> _INSTRUCTIONS TO FOLLOW_
In the listing below, start your output at the line with "pub const DEFAULT_MIRROR_BASE: &str" and end it after the line with "let mut urls: Vec<String> = Vec::new();", copying every line exactly.

[Start of Attachment]

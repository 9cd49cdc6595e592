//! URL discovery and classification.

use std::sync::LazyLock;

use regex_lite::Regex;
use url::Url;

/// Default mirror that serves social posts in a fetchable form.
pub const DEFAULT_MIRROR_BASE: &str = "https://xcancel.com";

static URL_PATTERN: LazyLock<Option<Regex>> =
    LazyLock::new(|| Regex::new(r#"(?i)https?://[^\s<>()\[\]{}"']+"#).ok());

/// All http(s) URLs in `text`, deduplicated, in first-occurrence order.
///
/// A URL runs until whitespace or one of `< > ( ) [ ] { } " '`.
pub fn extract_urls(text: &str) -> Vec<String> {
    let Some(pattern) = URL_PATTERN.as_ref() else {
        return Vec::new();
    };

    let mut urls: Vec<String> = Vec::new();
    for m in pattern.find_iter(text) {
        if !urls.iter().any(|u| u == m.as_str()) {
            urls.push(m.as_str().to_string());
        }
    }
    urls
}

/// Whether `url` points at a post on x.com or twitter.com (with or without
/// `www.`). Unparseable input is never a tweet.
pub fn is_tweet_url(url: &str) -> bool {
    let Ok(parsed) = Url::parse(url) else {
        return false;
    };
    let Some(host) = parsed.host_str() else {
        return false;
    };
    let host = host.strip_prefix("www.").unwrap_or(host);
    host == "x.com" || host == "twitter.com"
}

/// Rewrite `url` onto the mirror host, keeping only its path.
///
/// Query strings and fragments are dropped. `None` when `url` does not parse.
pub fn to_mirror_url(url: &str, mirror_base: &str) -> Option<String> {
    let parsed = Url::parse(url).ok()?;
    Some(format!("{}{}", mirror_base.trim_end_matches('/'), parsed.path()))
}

[End of Attachment]
[Start of Attachment]

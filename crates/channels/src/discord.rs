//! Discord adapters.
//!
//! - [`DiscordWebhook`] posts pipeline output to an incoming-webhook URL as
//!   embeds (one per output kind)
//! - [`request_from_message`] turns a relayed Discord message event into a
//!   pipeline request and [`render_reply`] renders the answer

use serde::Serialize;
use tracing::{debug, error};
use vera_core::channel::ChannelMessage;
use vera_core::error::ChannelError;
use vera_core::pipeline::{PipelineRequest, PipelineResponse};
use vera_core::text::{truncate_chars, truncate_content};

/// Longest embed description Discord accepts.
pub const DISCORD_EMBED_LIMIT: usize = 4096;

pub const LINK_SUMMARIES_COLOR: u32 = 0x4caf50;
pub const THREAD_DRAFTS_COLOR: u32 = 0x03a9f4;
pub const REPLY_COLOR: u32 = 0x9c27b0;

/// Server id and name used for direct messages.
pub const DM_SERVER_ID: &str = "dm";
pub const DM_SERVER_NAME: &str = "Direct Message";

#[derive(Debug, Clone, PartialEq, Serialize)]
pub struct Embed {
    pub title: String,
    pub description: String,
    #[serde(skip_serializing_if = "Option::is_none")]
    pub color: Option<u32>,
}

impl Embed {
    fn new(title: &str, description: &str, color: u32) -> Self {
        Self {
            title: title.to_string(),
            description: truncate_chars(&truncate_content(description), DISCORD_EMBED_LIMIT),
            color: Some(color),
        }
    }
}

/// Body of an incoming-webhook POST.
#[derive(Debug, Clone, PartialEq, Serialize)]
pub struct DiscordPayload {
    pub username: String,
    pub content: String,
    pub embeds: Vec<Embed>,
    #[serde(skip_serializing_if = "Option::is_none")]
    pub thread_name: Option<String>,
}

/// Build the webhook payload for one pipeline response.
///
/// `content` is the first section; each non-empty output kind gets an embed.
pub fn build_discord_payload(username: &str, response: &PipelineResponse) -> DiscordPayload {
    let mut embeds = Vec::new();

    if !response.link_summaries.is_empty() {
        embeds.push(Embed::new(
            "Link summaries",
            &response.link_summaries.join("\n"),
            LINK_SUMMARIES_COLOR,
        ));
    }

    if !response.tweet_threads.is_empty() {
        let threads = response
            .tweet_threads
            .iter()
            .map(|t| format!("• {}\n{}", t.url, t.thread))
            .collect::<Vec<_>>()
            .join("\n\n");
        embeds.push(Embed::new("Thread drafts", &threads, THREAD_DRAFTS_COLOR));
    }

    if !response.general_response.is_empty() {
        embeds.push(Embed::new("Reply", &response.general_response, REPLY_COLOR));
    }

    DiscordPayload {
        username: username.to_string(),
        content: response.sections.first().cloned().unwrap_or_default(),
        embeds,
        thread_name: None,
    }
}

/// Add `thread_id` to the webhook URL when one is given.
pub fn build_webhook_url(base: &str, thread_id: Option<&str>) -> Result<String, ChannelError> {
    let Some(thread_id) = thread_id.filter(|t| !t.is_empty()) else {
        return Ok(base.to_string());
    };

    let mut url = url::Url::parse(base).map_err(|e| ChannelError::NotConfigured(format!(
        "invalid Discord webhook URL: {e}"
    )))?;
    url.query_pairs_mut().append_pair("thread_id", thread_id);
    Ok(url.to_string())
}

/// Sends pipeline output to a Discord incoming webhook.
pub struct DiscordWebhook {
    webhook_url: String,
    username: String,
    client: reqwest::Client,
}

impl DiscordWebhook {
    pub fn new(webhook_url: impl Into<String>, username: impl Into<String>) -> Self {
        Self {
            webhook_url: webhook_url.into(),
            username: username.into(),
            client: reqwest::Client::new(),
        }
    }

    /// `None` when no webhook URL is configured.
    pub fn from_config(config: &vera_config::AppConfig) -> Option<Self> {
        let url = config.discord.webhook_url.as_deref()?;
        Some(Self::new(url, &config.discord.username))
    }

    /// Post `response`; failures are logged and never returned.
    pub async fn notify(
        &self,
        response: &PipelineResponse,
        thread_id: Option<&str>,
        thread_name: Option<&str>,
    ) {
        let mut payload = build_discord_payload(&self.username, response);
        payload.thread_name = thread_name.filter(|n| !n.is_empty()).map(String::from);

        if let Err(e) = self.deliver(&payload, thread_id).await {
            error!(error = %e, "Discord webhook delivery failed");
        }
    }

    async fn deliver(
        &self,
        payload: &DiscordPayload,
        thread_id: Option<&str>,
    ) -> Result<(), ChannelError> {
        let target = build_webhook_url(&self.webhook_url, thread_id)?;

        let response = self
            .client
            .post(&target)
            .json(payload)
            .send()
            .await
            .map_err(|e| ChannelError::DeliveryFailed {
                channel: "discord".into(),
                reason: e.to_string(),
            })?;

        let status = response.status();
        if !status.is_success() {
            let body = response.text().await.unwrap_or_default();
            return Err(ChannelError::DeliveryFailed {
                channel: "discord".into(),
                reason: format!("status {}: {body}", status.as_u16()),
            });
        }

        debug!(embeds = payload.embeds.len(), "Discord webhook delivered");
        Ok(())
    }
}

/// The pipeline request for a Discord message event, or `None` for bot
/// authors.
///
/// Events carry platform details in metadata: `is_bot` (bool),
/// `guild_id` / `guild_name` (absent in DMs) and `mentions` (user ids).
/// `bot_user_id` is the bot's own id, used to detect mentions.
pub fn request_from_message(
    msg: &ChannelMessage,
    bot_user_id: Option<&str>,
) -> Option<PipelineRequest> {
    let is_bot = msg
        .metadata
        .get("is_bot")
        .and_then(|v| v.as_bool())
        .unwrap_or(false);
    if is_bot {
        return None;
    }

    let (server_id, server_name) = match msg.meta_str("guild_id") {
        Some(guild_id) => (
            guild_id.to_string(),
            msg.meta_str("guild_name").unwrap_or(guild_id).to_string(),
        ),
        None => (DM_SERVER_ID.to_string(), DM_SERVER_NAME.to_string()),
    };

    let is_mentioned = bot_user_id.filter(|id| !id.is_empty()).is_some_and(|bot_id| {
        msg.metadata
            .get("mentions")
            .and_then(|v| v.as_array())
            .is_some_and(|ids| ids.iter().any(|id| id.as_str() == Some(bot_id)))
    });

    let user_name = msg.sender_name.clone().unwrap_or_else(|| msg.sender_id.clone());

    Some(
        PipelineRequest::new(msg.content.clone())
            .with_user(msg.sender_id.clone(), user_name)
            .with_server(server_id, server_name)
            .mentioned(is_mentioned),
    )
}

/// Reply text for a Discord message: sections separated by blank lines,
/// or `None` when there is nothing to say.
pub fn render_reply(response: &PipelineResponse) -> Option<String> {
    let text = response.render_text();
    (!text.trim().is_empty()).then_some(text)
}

[End of Attachment]

> _PROBLEM SOLUTION_
pub const DEFAULT_MIRROR_BASE: &str = "https://xcancel.com";

static URL_PATTERN: LazyLock<Option<Regex>> =
    LazyLock::new(|| Regex::new(r#"(?i)https?://[^\s<>()\[\]{}"']+"#).ok());

/// All http(s) URLs in `text`, deduplicated, in first-occurrence order.
///
/// A URL runs until whitespace or one of `< > ( ) [ ] { } " '`.
pub fn extract_urls(text: &str) -> Vec<String> {
    let Some(pattern) = URL_PATTERN.as_ref() else {
        return Vec::new();
    };

    let mut urls: Vec<String> = Vec::new();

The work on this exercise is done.